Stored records
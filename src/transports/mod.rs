//! Transport implementations for the party-game protocol.
//!
//! Concrete [`Transport`](crate::Transport) and [`Connector`](crate::Connector)
//! implementations live behind feature gates:
//!
//! | Feature                | Connector              | Transport              |
//! |------------------------|------------------------|------------------------|
//! | `transport-websocket`  | [`WebSocketConnector`] | [`WebSocketTransport`] |

#[cfg(feature = "transport-websocket")]
pub mod websocket;

#[cfg(feature = "transport-websocket")]
pub use websocket::{WebSocketConnector, WebSocketTransport};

Exercise. Scan the data for lines with the word "implementations". Report only how many there are.

Worked solution. 2